Required work:
Search the entries below. Return every line that has "Option" in it.
>>>>>
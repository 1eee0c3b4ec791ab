use std::{fmt::Display, future::Future, time::Duration};

use tokio::time::{self, MissedTickBehavior};
use tracing::{error, info, warn};

use crate::pipeline::Pipeline;

/// How many extra attempts a failing step gets, and how long to wait between them.
#[derive(Debug, Clone, Copy, PartialEq, Eq)]
pub struct StepPolicy {
    pub retries: u32,
    pub retry_delay: Duration,
}

impl Default for StepPolicy {
    fn default() -> Self {
        Self {
            retries: 1,
            retry_delay: Duration::from_secs(300),
        }
    }
}

impl StepPolicy {
    /// Single attempt, no waiting.
    pub const fn no_retry() -> Self {
        Self {
            retries: 0,
            retry_delay: Duration::ZERO,
        }
    }
}

/// Run `op` until it succeeds or the policy's retries are used up; the last error is returned.
pub async fn run_step<T, E, F, Fut>(step: &str, policy: StepPolicy, mut op: F) -> Result<T, E>
where
    E: Display,
    F: FnMut() -> Fut,
    Fut: Future<Output = Result<T, E>>,
{
    let mut attempt = 0;
    loop {
        match op().await {
            Ok(value) => return Ok(value),
            Err(e) if attempt < policy.retries => {
                attempt += 1;
                warn!(
                    step,
                    attempt,
                    retries = policy.retries,
                    error = %e,
                    "Step failed, retrying in {:?}",
                    policy.retry_delay
                );
                time::sleep(policy.retry_delay).await;
            }
            Err(e) => return Err(e),
        }
    }
}

/// Fires the pipeline on a fixed cadence. Missed ticks are skipped, never replayed.
#[derive(Debug)]
pub struct Scheduler {
    pipeline: Pipeline,
    interval: Duration,
}

impl Scheduler {
    pub fn new(pipeline: Pipeline, interval: Duration) -> Self {
        Self { pipeline, interval }
    }

    /// Runs immediately, then once per interval, until `shutdown` resolves.
    /// A run still in flight when `shutdown` resolves is dropped.
    /// Returns the number of runs started.
    pub async fn run_until<S>(&self, shutdown: S) -> u64
    where
        S: Future<Output = ()>,
    {
        let mut ticker = time::interval(self.interval);
        ticker.set_missed_tick_behavior(MissedTickBehavior::Skip);

        tokio::pin!(shutdown);
        let mut runs = 0;

        loop {
            tokio::select! {
                _ = &mut shutdown => {
                    info!(runs, "Scheduler stopping");
                    return runs;
                }
                _ = ticker.tick() => {
                    runs += 1;
                    tokio::select! {
                        _ = &mut shutdown => {
                            warn!(run = runs, "Scheduler stopping, abandoning in-flight run");
                            return runs;
                        }
                        result = self.pipeline.run_once() => match result {
                            Ok(report) => info!(
                                run = runs,
                                written = report.written.len(),
                                "Pipeline run succeeded"
                            ),
                            Err(e) => error!(run = runs, error = %e, "Pipeline run failed"),
                        },
                    }
                }
            }
        }
    }
}
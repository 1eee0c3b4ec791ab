//! Stage and end-to-end tests against a wiremock provider and an in-memory store.

use std::collections::HashMap;
use std::sync::{Arc, Mutex};
use std::time::{Duration, Instant};

use async_trait::async_trait;
use serde_json::{Value, json};
use weather_dashboard_core::{
    BucketStatus, CaptureTimestamp, ObjectStore, OpenWeatherProvider, Pipeline, PipelineError,
    PipelineSettings, ScheduleConfig, Scheduler, StepPolicy, StorageError, StorageInitializer,
    WeatherBatch, WeatherFetcher, WeatherObservation, WeatherPersister,
};
use wiremock::matchers::{method, query_param};
use wiremock::{Mock, MockServer, ResponseTemplate};

const BUCKET: &str = "weather-bucket";

#[derive(Debug, Clone, PartialEq)]
enum Call {
    Head(String),
    Create(String),
    Put { key: String, content_type: String },
}

#[derive(Debug, Default)]
struct StoreState {
    calls: Vec<Call>,
    objects: HashMap<String, Vec<u8>>,
}

/// In-memory store that records every call and can be told to fail.
#[derive(Debug, Default)]
struct RecordingStore {
    head_fails: bool,
    create_fails: bool,
    fail_put_key: Option<String>,
    state: Mutex<StoreState>,
}

impl RecordingStore {
    fn existing() -> Self {
        Self::default()
    }

    fn calls(&self) -> Vec<Call> {
        self.state.lock().unwrap().calls.clone()
    }

    fn puts(&self) -> Vec<String> {
        self.calls()
            .into_iter()
            .filter_map(|c| match c {
                Call::Put { key, .. } => Some(key),
                _ => None,
            })
            .collect()
    }

    fn object(&self, key: &str) -> Option<Value> {
        let state = self.state.lock().unwrap();
        state
            .objects
            .get(key)
            .map(|body| serde_json::from_slice(body).unwrap())
    }

    fn object_count(&self) -> usize {
        self.state.lock().unwrap().objects.len()
    }
}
<<<<<
Response to this task:
    fail_put_key: Option<String>,
    fn object(&self, key: &str) -> Option<Value> {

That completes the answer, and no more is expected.